- [Collected data]:

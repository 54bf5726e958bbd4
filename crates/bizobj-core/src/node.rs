//! The capability every member of an object graph shares
//!
//! Entities, validate objects and lists all implement [`GraphNode`]. A
//! property whose value is a node delegates validity, modification and busy
//! state to it; parents observe their children through
//! [`GraphNode::subscribe`] and are referenced back only weakly.

use std::any::Any;
use std::sync::{Arc, Weak};

use async_trait::async_trait;

use crate::events::{NodeEvent, SubscriptionId};
use crate::id::ObjectId;
use crate::snapshot::NodeSnapshot;

/// Synchronous subscriber callback
pub type Observer = Arc<dyn Fn(&NodeEvent) + Send + Sync>;

/// A node in a business object graph
#[async_trait]
pub trait GraphNode: Send + Sync + 'static {
    /// Identity of this node
    fn id(&self) -> ObjectId;

    /// Valid, including every child node
    fn is_valid(&self) -> bool;

    /// Valid, ignoring child nodes
    fn is_self_valid(&self) -> bool;

    /// Rules are running on this node or a child node
    fn is_busy(&self) -> bool;

    /// Modified, including child nodes. Nodes without tracking report false.
    fn is_modified(&self) -> bool {
        false
    }

    /// Own modification only
    fn is_self_modified(&self) -> bool {
        false
    }

    /// The owning node, if it is still alive
    fn parent(&self) -> Option<Arc<dyn GraphNode>>;

    /// Set or clear the non-owning back reference
    fn set_parent(&self, parent: Option<Weak<dyn GraphNode>>);

    /// Flag the node as owned by another object. Irreversible.
    fn mark_as_child(&self) {}

    /// Register a synchronous observer
    fn subscribe(&self, observer: Observer) -> SubscriptionId;

    /// Remove an observer; false if unknown
    fn unsubscribe(&self, id: SubscriptionId) -> bool;

    /// Run every rule of this node (and, for lists, of every item)
    async fn run_rules(&self);

    /// Wait until no rule is running on this node or beneath it
    async fn wait_for_tasks(&self);

    /// Wire form of this node, when it has one
    fn snapshot_node(&self) -> Option<NodeSnapshot> {
        None
    }

    /// Upcast used by [`ObjectRef::downcast`](crate::ObjectRef::downcast)
    fn as_any_arc(self: Arc<Self>) -> Arc<dyn Any + Send + Sync>;
}

/// Subscribe a closure without boxing it by hand
pub fn observe<N, F>(node: &N, callback: F) -> SubscriptionId
where
    N: GraphNode + ?Sized,
    F: Fn(&NodeEvent) + Send + Sync + 'static,
{
    node.subscribe(Arc::new(callback))
}

/// Whether `node`'s parent is the node with id `parent`
pub(crate) fn has_parent(node: &dyn GraphNode, parent: ObjectId) -> bool {
    node.parent().map(|p| p.id() == parent).unwrap_or(false)
}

- [TASK DETAILS]:
So that nothing differs from the original, transcribe all of the records above.

- [YOUR RESPONSE]:
repository 54bf5726e958bbd4
filename crates/bizobj-core/src/node.rs
//! The capability every member of an object graph shares
//!
//! Entities, validate objects and lists all implement [`GraphNode`]. A
//! property whose value is a node delegates validity, modification and busy
//! state to it; parents observe their children through
//! [`GraphNode::subscribe`] and are referenced back only weakly.

use std::any::Any;
use std::sync::{Arc, Weak};

use async_trait::async_trait;

use crate::events::{NodeEvent, SubscriptionId};
use crate::id::ObjectId;
use crate::snapshot::NodeSnapshot;

/// Synchronous subscriber callback
pub type Observer = Arc<dyn Fn(&NodeEvent) + Send + Sync>;

/// A node in a business object graph
#[async_trait]
pub trait GraphNode: Send + Sync + 'static {
    /// Identity of this node
    fn id(&self) -> ObjectId;

    /// Valid, including every child node
    fn is_valid(&self) -> bool;

    /// Valid, ignoring child nodes
    fn is_self_valid(&self) -> bool;

    /// Rules are running on this node or a child node
    fn is_busy(&self) -> bool;

    /// Modified, including child nodes. Nodes without tracking report false.
    fn is_modified(&self) -> bool {
        false
    }

    /// Own modification only
    fn is_self_modified(&self) -> bool {
        false
    }

    /// The owning node, if it is still alive
    fn parent(&self) -> Option<Arc<dyn GraphNode>>;

    /// Set or clear the non-owning back reference
    fn set_parent(&self, parent: Option<Weak<dyn GraphNode>>);

    /// Flag the node as owned by another object. Irreversible.
    fn mark_as_child(&self) {}

    /// Register a synchronous observer
    fn subscribe(&self, observer: Observer) -> SubscriptionId;

    /// Remove an observer; false if unknown
    fn unsubscribe(&self, id: SubscriptionId) -> bool;

    /// Run every rule of this node (and, for lists, of every item)
    async fn run_rules(&self);

    /// Wait until no rule is running on this node or beneath it
    async fn wait_for_tasks(&self);

    /// Wire form of this node, when it has one
    fn snapshot_node(&self) -> Option<NodeSnapshot> {
        None
    }

    /// Upcast used by [`ObjectRef::downcast`](crate::ObjectRef::downcast)
    fn as_any_arc(self: Arc<Self>) -> Arc<dyn Any + Send + Sync>;
}

/// Subscribe a closure without boxing it by hand
pub fn observe<N, F>(node: &N, callback: F) -> SubscriptionId
where
    N: GraphNode + ?Sized,
    F: Fn(&NodeEvent) + Send + Sync + 'static,
{
    node.subscribe(Arc::new(callback))
}

/// Whether `node`'s parent is the node with id `parent`
pub(crate) fn has_parent(node: &dyn GraphNode, parent: ObjectId) -> bool {
    node.parent().map(|p| p.id() == parent).unwrap_or(false)
}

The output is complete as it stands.